**Problem statement:** Set the records down once more so that they match the source word for word.

Stored entries
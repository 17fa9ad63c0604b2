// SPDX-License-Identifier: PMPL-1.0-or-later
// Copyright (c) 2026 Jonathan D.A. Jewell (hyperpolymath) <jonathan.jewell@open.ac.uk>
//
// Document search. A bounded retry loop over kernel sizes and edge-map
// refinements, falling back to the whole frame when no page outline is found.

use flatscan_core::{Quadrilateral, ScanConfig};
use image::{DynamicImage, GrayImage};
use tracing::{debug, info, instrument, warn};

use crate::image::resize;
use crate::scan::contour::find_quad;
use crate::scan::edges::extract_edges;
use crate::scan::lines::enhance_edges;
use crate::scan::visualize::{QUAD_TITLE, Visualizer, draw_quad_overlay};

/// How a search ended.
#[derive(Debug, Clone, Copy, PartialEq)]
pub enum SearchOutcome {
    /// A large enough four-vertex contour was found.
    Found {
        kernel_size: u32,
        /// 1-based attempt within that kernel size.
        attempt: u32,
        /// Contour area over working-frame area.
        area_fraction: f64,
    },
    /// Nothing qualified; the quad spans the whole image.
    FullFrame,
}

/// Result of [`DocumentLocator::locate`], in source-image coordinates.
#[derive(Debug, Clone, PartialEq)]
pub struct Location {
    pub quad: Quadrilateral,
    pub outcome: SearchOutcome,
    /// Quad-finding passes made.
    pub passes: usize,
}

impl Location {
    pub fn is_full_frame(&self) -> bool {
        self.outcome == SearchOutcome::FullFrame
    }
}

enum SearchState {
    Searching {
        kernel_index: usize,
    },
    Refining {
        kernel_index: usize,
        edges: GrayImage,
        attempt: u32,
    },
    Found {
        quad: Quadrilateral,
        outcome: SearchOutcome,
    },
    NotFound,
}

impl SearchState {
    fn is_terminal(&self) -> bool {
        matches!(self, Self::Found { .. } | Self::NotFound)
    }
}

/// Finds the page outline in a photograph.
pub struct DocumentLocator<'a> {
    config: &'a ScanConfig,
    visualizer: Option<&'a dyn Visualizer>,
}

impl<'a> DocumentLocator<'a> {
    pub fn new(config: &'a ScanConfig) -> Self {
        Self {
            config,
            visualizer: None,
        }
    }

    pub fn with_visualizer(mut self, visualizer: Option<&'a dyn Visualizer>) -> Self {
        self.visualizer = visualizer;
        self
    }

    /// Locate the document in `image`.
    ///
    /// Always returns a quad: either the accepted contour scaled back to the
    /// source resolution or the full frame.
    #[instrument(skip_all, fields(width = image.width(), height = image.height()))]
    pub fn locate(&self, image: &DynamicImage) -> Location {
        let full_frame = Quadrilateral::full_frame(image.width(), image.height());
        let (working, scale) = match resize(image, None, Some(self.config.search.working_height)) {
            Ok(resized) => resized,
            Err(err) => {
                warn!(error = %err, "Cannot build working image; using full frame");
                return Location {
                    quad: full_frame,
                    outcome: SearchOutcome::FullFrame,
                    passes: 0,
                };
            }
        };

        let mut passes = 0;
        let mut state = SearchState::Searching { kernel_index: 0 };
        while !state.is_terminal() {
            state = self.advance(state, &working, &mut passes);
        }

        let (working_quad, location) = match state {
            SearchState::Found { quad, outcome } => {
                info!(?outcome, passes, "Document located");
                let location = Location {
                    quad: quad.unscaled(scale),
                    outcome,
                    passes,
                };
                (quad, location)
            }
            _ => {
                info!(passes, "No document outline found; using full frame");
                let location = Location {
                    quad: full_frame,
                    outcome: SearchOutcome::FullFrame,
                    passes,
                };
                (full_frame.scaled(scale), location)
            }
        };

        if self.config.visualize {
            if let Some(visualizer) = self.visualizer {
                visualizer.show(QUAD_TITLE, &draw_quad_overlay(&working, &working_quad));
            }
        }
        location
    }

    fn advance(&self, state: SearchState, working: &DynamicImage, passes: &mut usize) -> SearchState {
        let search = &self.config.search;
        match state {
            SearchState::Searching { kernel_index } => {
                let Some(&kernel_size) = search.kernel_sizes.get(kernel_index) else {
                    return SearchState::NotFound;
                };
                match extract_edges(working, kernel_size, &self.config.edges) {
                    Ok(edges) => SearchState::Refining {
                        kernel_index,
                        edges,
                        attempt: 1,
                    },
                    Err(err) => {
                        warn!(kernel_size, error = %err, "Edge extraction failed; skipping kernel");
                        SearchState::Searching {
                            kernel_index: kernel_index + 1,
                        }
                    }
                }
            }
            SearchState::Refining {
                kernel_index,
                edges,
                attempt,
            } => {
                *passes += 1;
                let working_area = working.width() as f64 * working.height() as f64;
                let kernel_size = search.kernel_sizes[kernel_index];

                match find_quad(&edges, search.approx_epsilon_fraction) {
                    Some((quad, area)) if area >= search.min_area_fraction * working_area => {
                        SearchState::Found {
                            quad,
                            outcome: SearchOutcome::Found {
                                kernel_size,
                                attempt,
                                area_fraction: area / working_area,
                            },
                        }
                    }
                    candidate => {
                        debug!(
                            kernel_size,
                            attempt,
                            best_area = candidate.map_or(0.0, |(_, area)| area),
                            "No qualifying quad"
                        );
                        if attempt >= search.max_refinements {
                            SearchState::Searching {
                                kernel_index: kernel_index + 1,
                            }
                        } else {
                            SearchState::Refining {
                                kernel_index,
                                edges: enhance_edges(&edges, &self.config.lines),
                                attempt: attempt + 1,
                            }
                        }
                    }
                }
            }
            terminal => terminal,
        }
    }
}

**Exercise answer:**
repository 17fa9ad63c0604b2
// SPDX-License-Identifier: PMPL-1.0-or-later
// Copyright (c) 2026 Jonathan D.A. Jewell (hyperpolymath) <jonathan.jewell@open.ac.uk>
//
// Document search. A bounded retry loop over kernel sizes and edge-map
// refinements, falling back to the whole frame when no page outline is found.

use flatscan_core::{Quadrilateral, ScanConfig};
use image::{DynamicImage, GrayImage};
use tracing::{debug, info, instrument, warn};

use crate::image::resize;
use crate::scan::contour::find_quad;
use crate::scan::edges::extract_edges;
use crate::scan::lines::enhance_edges;
use crate::scan::visualize::{QUAD_TITLE, Visualizer, draw_quad_overlay};

/// How a search ended.
#[derive(Debug, Clone, Copy, PartialEq)]
pub enum SearchOutcome {
    /// A large enough four-vertex contour was found.
    Found {
        kernel_size: u32,
        /// 1-based attempt within that kernel size.
        attempt: u32,
        /// Contour area over working-frame area.
        area_fraction: f64,
    },
    /// Nothing qualified; the quad spans the whole image.
    FullFrame,
}

/// Result of [`DocumentLocator::locate`], in source-image coordinates.
#[derive(Debug, Clone, PartialEq)]
pub struct Location {
    pub quad: Quadrilateral,
    pub outcome: SearchOutcome,
    /// Quad-finding passes made.
    pub passes: usize,
}

impl Location {
    pub fn is_full_frame(&self) -> bool {
        self.outcome == SearchOutcome::FullFrame
    }
}

enum SearchState {
    Searching {
        kernel_index: usize,
    },
    Refining {
        kernel_index: usize,
        edges: GrayImage,
        attempt: u32,
    },
    Found {
        quad: Quadrilateral,
        outcome: SearchOutcome,
    },
    NotFound,
}

impl SearchState {
    fn is_terminal(&self) -> bool {
        matches!(self, Self::Found { .. } | Self::NotFound)
    }
}

/// Finds the page outline in a photograph.
pub struct DocumentLocator<'a> {
    config: &'a ScanConfig,
    visualizer: Option<&'a dyn Visualizer>,
}

impl<'a> DocumentLocator<'a> {
    pub fn new(config: &'a ScanConfig) -> Self {
        Self {
            config,
            visualizer: None,
        }
    }

    pub fn with_visualizer(mut self, visualizer: Option<&'a dyn Visualizer>) -> Self {
        self.visualizer = visualizer;
        self
    }

    /// Locate the document in `image`.
    ///
    /// Always returns a quad: either the accepted contour scaled back to the
    /// source resolution or the full frame.
    #[instrument(skip_all, fields(width = image.width(), height = image.height()))]
    pub fn locate(&self, image: &DynamicImage) -> Location {
        let full_frame = Quadrilateral::full_frame(image.width(), image.height());
        let (working, scale) = match resize(image, None, Some(self.config.search.working_height)) {
            Ok(resized) => resized,
            Err(err) => {
                warn!(error = %err, "Cannot build working image; using full frame");
                return Location {
                    quad: full_frame,
                    outcome: SearchOutcome::FullFrame,
                    passes: 0,
                };
            }
        };

        let mut passes = 0;
        let mut state = SearchState::Searching { kernel_index: 0 };
        while !state.is_terminal() {
            state = self.advance(state, &working, &mut passes);
        }

        let (working_quad, location) = match state {
            SearchState::Found { quad, outcome } => {
                info!(?outcome, passes, "Document located");
                let location = Location {
                    quad: quad.unscaled(scale),
                    outcome,
                    passes,
                };
                (quad, location)
            }
            _ => {
                info!(passes, "No document outline found; using full frame");
                let location = Location {
                    quad: full_frame,
                    outcome: SearchOutcome::FullFrame,
                    passes,
                };
                (full_frame.scaled(scale), location)
            }
        };

        if self.config.visualize {
            if let Some(visualizer) = self.visualizer {
                visualizer.show(QUAD_TITLE, &draw_quad_overlay(&working, &working_quad));
            }
        }
        location
    }

    fn advance(&self, state: SearchState, working: &DynamicImage, passes: &mut usize) -> SearchState {
        let search = &self.config.search;
        match state {
            SearchState::Searching { kernel_index } => {
                let Some(&kernel_size) = search.kernel_sizes.get(kernel_index) else {
                    return SearchState::NotFound;
                };
                match extract_edges(working, kernel_size, &self.config.edges) {
                    Ok(edges) => SearchState::Refining {
                        kernel_index,
                        edges,
                        attempt: 1,
                    },
                    Err(err) => {
                        warn!(kernel_size, error = %err, "Edge extraction failed; skipping kernel");
                        SearchState::Searching {
                            kernel_index: kernel_index + 1,
                        }
                    }
                }
            }
            SearchState::Refining {
                kernel_index,
                edges,
                attempt,
            } => {
                *passes += 1;
                let working_area = working.width() as f64 * working.height() as f64;
                let kernel_size = search.kernel_sizes[kernel_index];

                match find_quad(&edges, search.approx_epsilon_fraction) {
                    Some((quad, area)) if area >= search.min_area_fraction * working_area => {
                        SearchState::Found {
                            quad,
                            outcome: SearchOutcome::Found {
                                kernel_size,
                                attempt,
                                area_fraction: area / working_area,
                            },
                        }
                    }
                    candidate => {
                        debug!(
                            kernel_size,
                            attempt,
                            best_area = candidate.map_or(0.0, |(_, area)| area),
                            "No qualifying quad"
                        );
                        if attempt >= search.max_refinements {
                            SearchState::Searching {
                                kernel_index: kernel_index + 1,
                            }
                        } else {
                            SearchState::Refining {
                                kernel_index,
                                edges: enhance_edges(&edges, &self.config.lines),
                                attempt: attempt + 1,
                            }
                        }
                    }
                }
            }
            terminal => terminal,
        }
    }
}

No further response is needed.